Plus: 'Google will only play or pay on their home turf'

Quotw This was the week when Britain discovered that its spooks were either seriously inept or specialising in some sort of double-bluff, Pink Panther-style posturing to throw everyone off the real scent.

This feast of spoof spying was kicked off when the bit of the UK police force that helps its intelligence agencies decided to detain and question the partner of a Guardian journalist, ostensibly under the Terrorism Act.

In what came as a surprise to absolutely no one, this kicked off a cry of outrage across the internet that resounded as far as Brazil, where the detainee, David Miranda, was born. The Brazilian foreign ministry said:

The Brazilian government expresses grave concern about the episode that happened today in London, where a Brazilian citizen was held without communication at Heathrow airport for 9 hours, in an action based in the British anti-terrorism legislation.

This measure is without justification since it involves an individual against whom there are no charges that can legitimate the use of that legislation. The Brazilian government expects that incidents such as the one that happened to the Brazilian citizen today [are] not repeat[ed].

While Miranda's partner, Glenn Greenwald, who wrote a multitude of stories on the files of the NSA PRISM project leaked by Edward Snowden said:

To detain my partner for a full nine hours while denying him a lawyer, and then seize large amounts of his possessions, is clearly intended to send a message of intimidation to those of us who have been reporting on the NSA and GCHQ.

The US admitted to knowing Miranda would be stopped and questioned beforehand, but claimed it didn't request it. White House spokesperson Josh Earnest said:

There was a heads-up that was provided by the British government. This is something we had an indication that was likely to occur, but it's not something that we requested, it was something that was done by British law enforcement officials. The United States was not involved in that decision or in that action.

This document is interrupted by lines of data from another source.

use std::fmt::Display;
use std::sync::Arc;

use async_trait::async_trait;
use futures::stream::{self, BoxStream, Stream};
use futures::StreamExt;
use serde::{Deserialize, Serialize};
use tokio::sync::{mpsc, Mutex};

use super::{ApplyError, ApplyResult, Stage};
use crate::sandbox::{SandboxError, SandboxInfo};

// ── Inbound generation envelopes ────────────────────────────────────

/// One event of the model output stream.
#[derive(Debug, Clone, PartialEq, Serialize, Deserialize)]
#[serde(tag = "type", rename_all = "lowercase")]
pub enum GenerationEvent {
    Stream {
        text: String,
    },
    Package {
        name: String,
    },
    Complete {
        #[serde(rename = "generatedCode")]
        generated_code: String,
        #[serde(default)]
        packages: Vec<String>,
    },
    Error {
        error: String,
        #[serde(default, skip_serializing_if = "Option::is_none")]
        code: Option<String>,
    },
    /// Envelope types this engine has no use for (status pings, usage).
    #[serde(other)]
    Unknown,
}

/// Error code a generation backend uses when the session it was asked to
/// read from is gone.
pub const SESSION_NOT_FOUND_CODE: &str = "session_not_found";

/// Decode one line of the stream. Blank lines, SSE comments and `[DONE]`
/// yield `None`; anything else must be a valid envelope.
pub fn decode_envelope(line: &str) -> Result<Option<GenerationEvent>, ApplyError> {
    let line = line.trim();
    if line.is_empty() || line.starts_with(':') {
        return Ok(None);
    }
    let payload = line.strip_prefix("data:").map(str::trim_start).unwrap_or(line);
    if payload.is_empty() || payload == "[DONE]" {
        return Ok(None);
    }
    serde_json::from_str(payload)
        .map(Some)
        .map_err(|e| ApplyError::MalformedEnvelope(format!("{e}: {}", truncate(payload, 120))))
}

fn truncate(s: &str, max: usize) -> &str {
    match s.char_indices().nth(max) {
        Some((idx, _)) => &s[..idx],
        None => s,
    }
}

impl GenerationEvent {
    /// Convert an `error` envelope into the engine error it stands for.
    pub fn into_error(error: String, code: Option<String>) -> ApplyError {
        if code.as_deref() == Some(SESSION_NOT_FOUND_CODE) {
            ApplyError::Sandbox(SandboxError::NotFound(error))
        } else {
            ApplyError::Generation(error)
        }
    }
}

/// Splits an arbitrary chunking of the stream into lines.
#[derive(Debug, Default)]
pub struct LineFramer {
    pending: String,
}

impl LineFramer {
    pub fn push(&mut self, chunk: &str) -> Vec<String> {
        self.pending.push_str(chunk);
        let mut lines = Vec::new();
        while let Some(idx) = self.pending.find('\n') {
            let line: String = self.pending.drain(..=idx).collect();
            lines.push(line.trim_end_matches(['\n', '\r']).to_string());
        }
        lines
    }

    /// Whatever is left once the stream ends.
    pub fn finish(&mut self) -> Option<String> {
        let rest = std::mem::take(&mut self.pending);
        (!rest.trim().is_empty()).then_some(rest)
    }
}

// ── Generation sources ──────────────────────────────────────────────

pub type ChunkStream = BoxStream<'static, Result<String, ApplyError>>;

/// Where the model output comes from. Opened once per attempt, so a
/// recovered request replays the generation against the new session.
#[async_trait]
pub trait GenerationSource: Send + Sync {
    async fn open(&self, session: &SandboxInfo, attempt: usize) -> Result<ChunkStream, ApplyError>;
}

/// Replays a finished model response as a single `complete` envelope.
pub struct ResponseSource {
    response: String,
    packages: Vec<String>,
}

impl ResponseSource {
    pub fn new(response: impl Into<String>, packages: Vec<String>) -> Self {
        Self {
            response: response.into(),
            packages,
        }
    }
}

#[async_trait]
impl GenerationSource for ResponseSource {
    async fn open(&self, _session: &SandboxInfo, _attempt: usize) -> Result<ChunkStream, ApplyError> {
        let envelope = GenerationEvent::Complete {
            generated_code: self.response.clone(),
            packages: self.packages.clone(),
        };
        let line = serde_json::to_string(&envelope)
            .map_err(|e| ApplyError::Generation(format!("failed to encode response: {e}")))?;
        Ok(Box::pin(stream::iter(vec![Ok(format!("data: {line}\n"))])))
    }
}

/// A generation that is still being produced, read chunk by chunk from a
/// request body or a pipe.
///
/// The live stream can only be read once. Chunks are recorded as they
/// arrive, so a later attempt replays what earlier attempts saw and then
/// keeps reading where they stopped.
pub struct LiveSource {
    state: Arc<Mutex<LiveState>>,
}

struct LiveState {
    live: Option<ChunkStream>,
    recorded: Vec<String>,
}

impl LiveSource {
    pub fn new(live: ChunkStream) -> Self {
        Self {
            state: Arc::new(Mutex::new(LiveState {
                live: Some(live),
                recorded: Vec::new(),
            })),
        }
    }

    /// Decode a byte stream as UTF-8. A character split across two chunks
    /// is held back until its remaining bytes arrive.
    pub fn from_bytes<S, B, E>(bytes: S) -> Self
    where
        S: Stream<Item = Result<B, E>> + Send + 'static,
        B: AsRef<[u8]> + Send + 'static,
        E: Display + Send + 'static,
    {
        let chunks = async_stream::stream! {
            let mut pending: Vec<u8> = Vec::new();
            let mut failed = false;
            let mut bytes = Box::pin(bytes);
            while let Some(item) = bytes.next().await {
                let chunk = match item {
                    Ok(chunk) => chunk,
                    Err(e) => {
                        failed = true;
                        yield Err(ApplyError::Generation(format!("generation stream failed: {e}")));
                        break;
                    }
                };
                pending.extend_from_slice(chunk.as_ref());
                let valid = match std::str::from_utf8(&pending) {
                    Ok(text) => text.len(),
                    Err(e) if e.error_len().is_none() => e.valid_up_to(),
                    Err(e) => {
                        failed = true;
                        yield Err(ApplyError::MalformedEnvelope(format!("generation stream is not UTF-8: {e}")));
                        break;
                    }
                };
                if valid > 0 {
                    let text: Vec<u8> = pending.drain(..valid).collect();
                    yield Ok(String::from_utf8_lossy(&text).into_owned());
                }
            }
            if !failed && !pending.is_empty() {
                yield Err(ApplyError::MalformedEnvelope("generation stream ended inside a UTF-8 sequence".into()));
            }
        };
        Self::new(Box::pin(chunks))
    }
}

#[async_trait]
impl GenerationSource for LiveSource {
    async fn open(&self, session: &SandboxInfo, attempt: usize) -> Result<ChunkStream, ApplyError> {
        let state = self.state.clone();
        {
            let guard = state.lock().await;
            if attempt > 1 {
                tracing::info!(
                    session_id = %session.session_id,
                    attempt,
                    replayed = guard.recorded.len(),
                    live = guard.live.is_some(),
                    "replaying live generation"
                );
            }
        }
        let chunks = async_stream::stream! {
            let mut next = 0;
            loop {
                let mut guard = state.lock().await;
                if next < guard.recorded.len() {
                    let chunk = guard.recorded[next].clone();
                    next += 1;
                    drop(guard);
                    yield Ok(chunk);
                    continue;
                }
                let Some(live) = guard.live.as_mut() else {
                    break;
                };
                match live.next().await {
                    Some(Ok(chunk)) => {
                        guard.recorded.push(chunk.clone());
                        next += 1;
                        drop(guard);
                        yield Ok(chunk);
                    }
                    Some(Err(e)) => {
                        guard.live = None;
                        drop(guard);
                        yield Err(e);
                        break;
                    }
                    None => {
                        guard.live = None;
                        break;
                    }
                }
            }
        };
        Ok(Box::pin(chunks))
    }
}

/// Replays a recorded stream chunk by chunk.
#[cfg(test)]
pub struct RecordedSource {
    chunks: Vec<String>,
}

#[cfg(test)]
impl RecordedSource {
    pub fn new(chunks: Vec<String>) -> Self {
        Self { chunks }
    }
}

#[cfg(test)]
#[async_trait]
impl GenerationSource for RecordedSource {
    async fn open(&self, _session: &SandboxInfo, _attempt: usize) -> Result<ChunkStream, ApplyError> {
        let chunks: Vec<Result<String, ApplyError>> = self.chunks.iter().cloned().map(Ok).collect();
        Ok(Box::pin(stream::iter(chunks)))
    }
}

// ── Outbound progress events ────────────────────────────────────────

#[derive(Debug, Clone, PartialEq, Eq, Serialize, Deserialize)]
#[serde(rename_all = "lowercase")]
pub enum OutputStream {
    Stdout,
    Stderr,
}

/// Progress reported while a request is applied.
#[derive(Debug, Clone, PartialEq, Serialize, Deserialize)]
#[serde(tag = "type", rename_all = "kebab-case")]
pub enum ApplyEvent {
    Start {
        session_id: String,
        attempt: usize,
    },
    Status {
        message: String,
        #[serde(default, skip_serializing_if = "Option::is_none")]
        stage: Option<Stage>,
    },
    PackageProgress {
        packages: Vec<String>,
        message: String,
    },
    /// Live progress on the file being generated.
    FileProgress {
        path: String,
        bytes: usize,
    },
    CommandProgress {
        command: String,
    },
    CommandOutput {
        command: String,
        stream: OutputStream,
        output: String,
    },
    CommandComplete {
        command: String,
        exit_code: i32,
        success: bool,
    },
    Complete {
        result: ApplyResult,
    },
    Error {
        message: String,
        terminal: bool,
    },
}

/// Sending half for progress events. A receiver that went away is not an
/// error: applying continues without an audience.
#[derive(Debug, Clone)]
pub struct EventSink {
    tx: Option<mpsc::UnboundedSender<ApplyEvent>>,
}

impl EventSink {
    pub fn channel() -> (Self, mpsc::UnboundedReceiver<ApplyEvent>) {
        let (tx, rx) = mpsc::unbounded_channel();
        (Self { tx: Some(tx) }, rx)
    }

    /// A sink that drops everything.
    pub fn discard() -> Self {
        Self { tx: None }
    }

    pub fn emit(&self, event: ApplyEvent) {
        if let Some(tx) = &self.tx {
            let _ = tx.send(event);
        }
    }

    pub fn status(&self, stage: Option<Stage>, message: impl Into<String>) {
        self.emit(ApplyEvent::Status {
            message: message.into(),
            stage,
        });
    }
}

While Miranda said that he was forced to hand over the passwords for his laptop and mobile phone after British police officers threatened him with prison if he refused, along with an external hard drive, two memory sticks, a games console and two newly bought watches and phones which were still in their packaging:

They were threatening me all the time and saying I would be put in jail if I didn't co-operate. They treated me like I was a criminal or someone about to attack the UK ... It was exhausting and frustrating, but I knew I wasn't doing anything wrong.

They even asked me about the protests in Brazil, why people were unhappy, and who I knew in the government.

It was ridiculous. First they treat me like a terrorist suspect. Then they are ready to release me in the UK.

Not content with the ill-advised detention of the partner of a journalist, GCHQ apparently compounded its NSA-related idiocy with a raid on the offices of The Guardian. According to the paper, editor-in-chief Alan Rusbridger refused to comply with demands to return material leaked to the newspaper by Snowden. He claimed:

The mood toughened just over a month ago, when I received a phone call from the centre of [the UK] government telling me: "You've had your fun. Now we want the stuff back." There followed further meetings with shadowy Whitehall figures. The demand was the same: hand the Snowden material back or destroy it. I explained that we could not research and report on this subject if we complied with this request. The man from Whitehall looked mystified. "You've had your debate. There's no need to write any more.”

I explained to the man from Whitehall about the nature of international collaborations and the way in which, these days, media organisations could take advantage of the most permissive legal environments. Bluntly, we did not have to do our reporting from London … The man was unmoved. And so one of the more bizarre moments in the Guardian's long history occurred – with two GCHQ security experts overseeing the destruction of hard drives in the Guardian's basement just to make sure there was nothing in the mangled bits of metal which could possibly be of any interest to passing Chinese agents. "We can call off the black helicopters," joked one as we swept up the remains of a MacBook Pro.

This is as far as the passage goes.